_Exercise aim_
A verbatim transcription of every record below is required.

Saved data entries
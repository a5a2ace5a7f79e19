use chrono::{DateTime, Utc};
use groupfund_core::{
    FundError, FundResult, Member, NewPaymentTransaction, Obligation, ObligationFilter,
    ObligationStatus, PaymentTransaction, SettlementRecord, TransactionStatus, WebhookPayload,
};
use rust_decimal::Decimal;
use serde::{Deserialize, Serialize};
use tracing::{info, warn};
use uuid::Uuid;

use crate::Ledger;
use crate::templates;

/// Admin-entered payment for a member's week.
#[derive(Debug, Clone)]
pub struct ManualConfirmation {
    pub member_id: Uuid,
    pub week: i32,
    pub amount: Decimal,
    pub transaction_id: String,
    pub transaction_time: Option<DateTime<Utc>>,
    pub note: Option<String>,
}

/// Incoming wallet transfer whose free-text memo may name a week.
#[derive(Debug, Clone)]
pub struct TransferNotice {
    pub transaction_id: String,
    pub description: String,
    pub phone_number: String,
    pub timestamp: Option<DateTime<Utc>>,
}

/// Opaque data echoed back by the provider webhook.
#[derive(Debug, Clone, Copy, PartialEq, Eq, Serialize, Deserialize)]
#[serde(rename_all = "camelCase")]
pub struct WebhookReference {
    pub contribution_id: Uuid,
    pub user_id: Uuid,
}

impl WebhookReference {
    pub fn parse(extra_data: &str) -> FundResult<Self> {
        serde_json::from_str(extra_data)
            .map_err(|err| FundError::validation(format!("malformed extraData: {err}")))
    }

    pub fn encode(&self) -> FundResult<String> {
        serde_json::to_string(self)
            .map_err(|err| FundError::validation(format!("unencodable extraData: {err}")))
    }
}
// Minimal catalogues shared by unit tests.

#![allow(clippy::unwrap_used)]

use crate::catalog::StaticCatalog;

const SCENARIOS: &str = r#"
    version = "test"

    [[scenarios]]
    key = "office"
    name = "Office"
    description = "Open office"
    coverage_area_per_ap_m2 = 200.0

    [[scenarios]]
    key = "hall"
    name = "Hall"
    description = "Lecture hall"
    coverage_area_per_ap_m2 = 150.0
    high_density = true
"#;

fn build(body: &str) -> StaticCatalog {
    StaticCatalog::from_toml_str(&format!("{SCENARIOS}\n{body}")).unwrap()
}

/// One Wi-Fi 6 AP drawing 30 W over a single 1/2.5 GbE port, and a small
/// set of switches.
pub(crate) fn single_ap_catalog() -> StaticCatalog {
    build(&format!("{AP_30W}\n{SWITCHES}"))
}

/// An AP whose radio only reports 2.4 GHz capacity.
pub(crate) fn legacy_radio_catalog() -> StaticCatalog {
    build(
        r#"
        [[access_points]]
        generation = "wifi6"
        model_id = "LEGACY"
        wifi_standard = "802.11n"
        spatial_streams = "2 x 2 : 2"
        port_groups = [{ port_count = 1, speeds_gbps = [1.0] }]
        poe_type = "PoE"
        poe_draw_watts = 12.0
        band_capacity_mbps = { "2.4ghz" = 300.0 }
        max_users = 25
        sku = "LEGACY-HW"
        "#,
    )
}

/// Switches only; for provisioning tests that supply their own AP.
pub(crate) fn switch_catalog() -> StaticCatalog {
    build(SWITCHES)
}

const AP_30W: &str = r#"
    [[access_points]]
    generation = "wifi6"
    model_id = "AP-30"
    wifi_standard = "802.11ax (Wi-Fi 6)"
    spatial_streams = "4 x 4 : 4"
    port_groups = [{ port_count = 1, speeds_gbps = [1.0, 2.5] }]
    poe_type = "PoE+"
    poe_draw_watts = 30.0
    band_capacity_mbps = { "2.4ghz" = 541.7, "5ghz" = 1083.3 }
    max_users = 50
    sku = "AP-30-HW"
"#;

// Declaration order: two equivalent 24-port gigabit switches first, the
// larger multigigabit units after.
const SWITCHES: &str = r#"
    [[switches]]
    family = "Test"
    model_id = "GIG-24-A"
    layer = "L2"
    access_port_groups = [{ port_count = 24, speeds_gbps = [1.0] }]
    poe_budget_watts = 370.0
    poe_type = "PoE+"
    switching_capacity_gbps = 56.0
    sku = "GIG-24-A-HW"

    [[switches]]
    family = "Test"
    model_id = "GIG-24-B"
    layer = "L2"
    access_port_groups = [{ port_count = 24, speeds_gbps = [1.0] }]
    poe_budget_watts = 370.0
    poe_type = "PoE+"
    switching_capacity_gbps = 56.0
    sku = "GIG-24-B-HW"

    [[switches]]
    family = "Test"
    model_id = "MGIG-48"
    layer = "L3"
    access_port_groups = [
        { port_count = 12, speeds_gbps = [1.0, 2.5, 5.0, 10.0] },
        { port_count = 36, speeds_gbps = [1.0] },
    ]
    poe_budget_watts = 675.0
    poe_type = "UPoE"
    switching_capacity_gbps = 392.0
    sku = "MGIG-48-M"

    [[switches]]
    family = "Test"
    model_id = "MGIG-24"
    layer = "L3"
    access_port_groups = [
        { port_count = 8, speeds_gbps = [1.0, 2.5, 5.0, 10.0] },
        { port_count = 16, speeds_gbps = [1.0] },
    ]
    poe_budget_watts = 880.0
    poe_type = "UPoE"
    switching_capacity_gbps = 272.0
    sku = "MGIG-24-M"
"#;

_Expected answer_
repository a5a2ace5a7f79e19
use chrono::{DateTime, Utc};
use groupfund_core::{
    FundError, FundResult, Member, NewPaymentTransaction, Obligation, ObligationFilter,
    ObligationStatus, PaymentTransaction, SettlementRecord, TransactionStatus, WebhookPayload,
};
use rust_decimal::Decimal;
use serde::{Deserialize, Serialize};
use tracing::{info, warn};
use uuid::Uuid;

use crate::Ledger;
use crate::templates;

/// Admin-entered payment for a member's week.
#[derive(Debug, Clone)]
pub struct ManualConfirmation {
    pub member_id: Uuid,
    pub week: i32,
    pub amount: Decimal,
    pub transaction_id: String,
    pub transaction_time: Option<DateTime<Utc>>,
    pub note: Option<String>,
}

/// Incoming wallet transfer whose free-text memo may name a week.
#[derive(Debug, Clone)]
pub struct TransferNotice {
    pub transaction_id: String,
    pub description: String,
    pub phone_number: String,
    pub timestamp: Option<DateTime<Utc>>,
}

/// Opaque data echoed back by the provider webhook.
#[derive(Debug, Clone, Copy, PartialEq, Eq, Serialize, Deserialize)]
#[serde(rename_all = "camelCase")]
pub struct WebhookReference {
    pub contribution_id: Uuid,
    pub user_id: Uuid,
}

impl WebhookReference {
    pub fn parse(extra_data: &str) -> FundResult<Self> {
        serde_json::from_str(extra_data)
            .map_err(|err| FundError::validation(format!("malformed extraData: {err}")))
    }

    pub fn encode(&self) -> FundResult<String> {
        serde_json::to_string(self)
            .map_err(|err| FundError::validation(format!("unencodable extraData: {err}")))
    }
}
// Minimal catalogues shared by unit tests.

#![allow(clippy::unwrap_used)]

use crate::catalog::StaticCatalog;

const SCENARIOS: &str = r#"
    version = "test"

    [[scenarios]]
    key = "office"
    name = "Office"
    description = "Open office"
    coverage_area_per_ap_m2 = 200.0

    [[scenarios]]
    key = "hall"
    name = "Hall"
    description = "Lecture hall"
    coverage_area_per_ap_m2 = 150.0
    high_density = true
"#;

fn build(body: &str) -> StaticCatalog {
    StaticCatalog::from_toml_str(&format!("{SCENARIOS}\n{body}")).unwrap()
}

/// One Wi-Fi 6 AP drawing 30 W over a single 1/2.5 GbE port, and a small
/// set of switches.
pub(crate) fn single_ap_catalog() -> StaticCatalog {
    build(&format!("{AP_30W}\n{SWITCHES}"))
}

/// An AP whose radio only reports 2.4 GHz capacity.
pub(crate) fn legacy_radio_catalog() -> StaticCatalog {
    build(
        r#"
        [[access_points]]
        generation = "wifi6"
        model_id = "LEGACY"
        wifi_standard = "802.11n"
        spatial_streams = "2 x 2 : 2"
        port_groups = [{ port_count = 1, speeds_gbps = [1.0] }]
        poe_type = "PoE"
        poe_draw_watts = 12.0
        band_capacity_mbps = { "2.4ghz" = 300.0 }
        max_users = 25
        sku = "LEGACY-HW"
        "#,
    )
}

/// Switches only; for provisioning tests that supply their own AP.
pub(crate) fn switch_catalog() -> StaticCatalog {
    build(SWITCHES)
}

const AP_30W: &str = r#"
    [[access_points]]
    generation = "wifi6"
    model_id = "AP-30"
    wifi_standard = "802.11ax (Wi-Fi 6)"
    spatial_streams = "4 x 4 : 4"
    port_groups = [{ port_count = 1, speeds_gbps = [1.0, 2.5] }]
    poe_type = "PoE+"
    poe_draw_watts = 30.0
    band_capacity_mbps = { "2.4ghz" = 541.7, "5ghz" = 1083.3 }
    max_users = 50
    sku = "AP-30-HW"
"#;

// Declaration order: two equivalent 24-port gigabit switches first, the
// larger multigigabit units after.
const SWITCHES: &str = r#"
    [[switches]]
    family = "Test"
    model_id = "GIG-24-A"
    layer = "L2"
    access_port_groups = [{ port_count = 24, speeds_gbps = [1.0] }]
    poe_budget_watts = 370.0
    poe_type = "PoE+"
    switching_capacity_gbps = 56.0
    sku = "GIG-24-A-HW"

    [[switches]]
    family = "Test"
    model_id = "GIG-24-B"
    layer = "L2"
    access_port_groups = [{ port_count = 24, speeds_gbps = [1.0] }]
    poe_budget_watts = 370.0
    poe_type = "PoE+"
    switching_capacity_gbps = 56.0
    sku = "GIG-24-B-HW"

    [[switches]]
    family = "Test"
    model_id = "MGIG-48"
    layer = "L3"
    access_port_groups = [
        { port_count = 12, speeds_gbps = [1.0, 2.5, 5.0, 10.0] },
        { port_count = 36, speeds_gbps = [1.0] },
    ]
    poe_budget_watts = 675.0
    poe_type = "UPoE"
    switching_capacity_gbps = 392.0
    sku = "MGIG-48-M"

    [[switches]]
    family = "Test"
    model_id = "MGIG-24"
    layer = "L3"
    access_port_groups = [
        { port_count = 8, speeds_gbps = [1.0, 2.5, 5.0, 10.0] },
        { port_count = 16, speeds_gbps = [1.0] },
    ]
    poe_budget_watts = 880.0
    poe_type = "UPoE"
    switching_capacity_gbps = 272.0
    sku = "MGIG-24-M"
"#;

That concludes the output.